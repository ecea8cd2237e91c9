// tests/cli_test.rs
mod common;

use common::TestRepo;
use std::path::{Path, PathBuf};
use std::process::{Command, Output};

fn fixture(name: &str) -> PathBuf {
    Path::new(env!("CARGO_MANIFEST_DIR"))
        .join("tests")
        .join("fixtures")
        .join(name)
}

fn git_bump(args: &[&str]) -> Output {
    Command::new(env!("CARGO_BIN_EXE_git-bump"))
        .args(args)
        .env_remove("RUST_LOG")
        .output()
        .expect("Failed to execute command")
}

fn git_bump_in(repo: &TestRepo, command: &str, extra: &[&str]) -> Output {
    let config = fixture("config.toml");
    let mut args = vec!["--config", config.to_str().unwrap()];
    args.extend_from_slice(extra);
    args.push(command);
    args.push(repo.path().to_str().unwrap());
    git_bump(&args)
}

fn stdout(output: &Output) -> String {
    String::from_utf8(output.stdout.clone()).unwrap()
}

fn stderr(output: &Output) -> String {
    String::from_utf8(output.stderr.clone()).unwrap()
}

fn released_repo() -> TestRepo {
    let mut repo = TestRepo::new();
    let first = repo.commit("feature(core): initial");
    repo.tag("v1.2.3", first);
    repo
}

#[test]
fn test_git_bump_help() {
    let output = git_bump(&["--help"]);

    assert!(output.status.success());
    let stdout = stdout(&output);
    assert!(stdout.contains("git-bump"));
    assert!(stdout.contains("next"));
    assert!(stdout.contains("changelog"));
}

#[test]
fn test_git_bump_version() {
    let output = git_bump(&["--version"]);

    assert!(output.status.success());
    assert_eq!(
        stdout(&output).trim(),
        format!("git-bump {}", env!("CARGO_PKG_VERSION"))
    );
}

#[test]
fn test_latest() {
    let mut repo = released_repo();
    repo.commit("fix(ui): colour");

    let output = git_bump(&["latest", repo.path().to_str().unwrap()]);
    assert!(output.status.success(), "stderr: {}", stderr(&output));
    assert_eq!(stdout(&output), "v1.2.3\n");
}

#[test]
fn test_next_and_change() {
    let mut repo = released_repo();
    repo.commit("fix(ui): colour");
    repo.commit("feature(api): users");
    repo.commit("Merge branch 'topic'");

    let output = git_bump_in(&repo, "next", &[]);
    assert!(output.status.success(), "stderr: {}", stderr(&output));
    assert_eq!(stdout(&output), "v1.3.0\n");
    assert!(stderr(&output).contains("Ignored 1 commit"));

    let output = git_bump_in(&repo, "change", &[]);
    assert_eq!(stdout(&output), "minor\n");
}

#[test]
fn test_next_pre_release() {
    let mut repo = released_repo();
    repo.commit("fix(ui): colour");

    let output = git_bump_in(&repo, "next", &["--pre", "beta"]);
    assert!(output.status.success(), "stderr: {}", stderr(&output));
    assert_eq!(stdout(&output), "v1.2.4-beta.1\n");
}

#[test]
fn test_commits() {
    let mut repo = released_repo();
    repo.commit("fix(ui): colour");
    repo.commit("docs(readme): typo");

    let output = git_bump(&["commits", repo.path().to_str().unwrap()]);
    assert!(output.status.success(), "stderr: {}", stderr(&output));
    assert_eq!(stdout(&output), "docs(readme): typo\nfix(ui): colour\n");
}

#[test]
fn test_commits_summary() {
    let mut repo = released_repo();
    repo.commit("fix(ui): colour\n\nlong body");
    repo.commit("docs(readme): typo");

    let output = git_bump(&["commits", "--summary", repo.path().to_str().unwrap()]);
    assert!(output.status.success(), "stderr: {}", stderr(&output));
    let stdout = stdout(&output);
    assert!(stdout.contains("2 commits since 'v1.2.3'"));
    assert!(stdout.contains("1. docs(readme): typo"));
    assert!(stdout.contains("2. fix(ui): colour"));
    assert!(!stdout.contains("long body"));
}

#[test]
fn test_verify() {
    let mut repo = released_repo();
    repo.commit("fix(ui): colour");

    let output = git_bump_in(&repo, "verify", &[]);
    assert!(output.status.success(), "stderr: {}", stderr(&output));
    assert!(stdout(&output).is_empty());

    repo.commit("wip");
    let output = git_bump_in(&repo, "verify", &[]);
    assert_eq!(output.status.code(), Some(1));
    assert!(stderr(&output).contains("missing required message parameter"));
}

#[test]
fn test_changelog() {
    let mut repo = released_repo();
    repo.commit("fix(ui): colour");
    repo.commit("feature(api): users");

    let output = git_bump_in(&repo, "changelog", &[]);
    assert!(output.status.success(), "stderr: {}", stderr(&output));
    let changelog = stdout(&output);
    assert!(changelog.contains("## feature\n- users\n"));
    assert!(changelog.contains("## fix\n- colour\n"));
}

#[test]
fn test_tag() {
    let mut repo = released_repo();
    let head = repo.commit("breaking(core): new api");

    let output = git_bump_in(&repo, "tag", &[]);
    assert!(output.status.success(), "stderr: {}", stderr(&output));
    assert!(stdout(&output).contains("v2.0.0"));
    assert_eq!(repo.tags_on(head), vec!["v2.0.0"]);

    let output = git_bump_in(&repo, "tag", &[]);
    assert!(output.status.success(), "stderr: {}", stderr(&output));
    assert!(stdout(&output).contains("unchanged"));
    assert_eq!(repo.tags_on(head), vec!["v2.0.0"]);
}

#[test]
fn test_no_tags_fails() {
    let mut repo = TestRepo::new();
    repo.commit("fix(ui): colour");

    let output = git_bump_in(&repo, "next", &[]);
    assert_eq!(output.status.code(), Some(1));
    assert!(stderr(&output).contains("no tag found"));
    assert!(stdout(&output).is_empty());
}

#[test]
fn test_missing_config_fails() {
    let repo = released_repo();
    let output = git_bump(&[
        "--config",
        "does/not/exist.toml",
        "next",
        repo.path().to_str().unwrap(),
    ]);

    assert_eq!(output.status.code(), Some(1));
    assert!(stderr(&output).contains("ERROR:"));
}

--

▶ _DIRECTIONS_
Return each line exactly, beginning at the start of the material above and ending at the line that includes "fn stdout(output: &Output)", with both of those kept.

▶ _RESULT OF THE EXERCISE_
repository ecea8cd2237e91c9
// tests/cli_test.rs
mod common;

use common::TestRepo;
use std::path::{Path, PathBuf};
use std::process::{Command, Output};

fn fixture(name: &str) -> PathBuf {
    Path::new(env!("CARGO_MANIFEST_DIR"))
        .join("tests")
        .join("fixtures")
        .join(name)
}

fn git_bump(args: &[&str]) -> Output {
    Command::new(env!("CARGO_BIN_EXE_git-bump"))
        .args(args)
        .env_remove("RUST_LOG")
        .output()
        .expect("Failed to execute command")
}

fn git_bump_in(repo: &TestRepo, command: &str, extra: &[&str]) -> Output {
    let config = fixture("config.toml");
    let mut args = vec!["--config", config.to_str().unwrap()];
    args.extend_from_slice(extra);
    args.push(command);
    args.push(repo.path().to_str().unwrap());
    git_bump(&args)
}

fn stdout(output: &Output) -> String {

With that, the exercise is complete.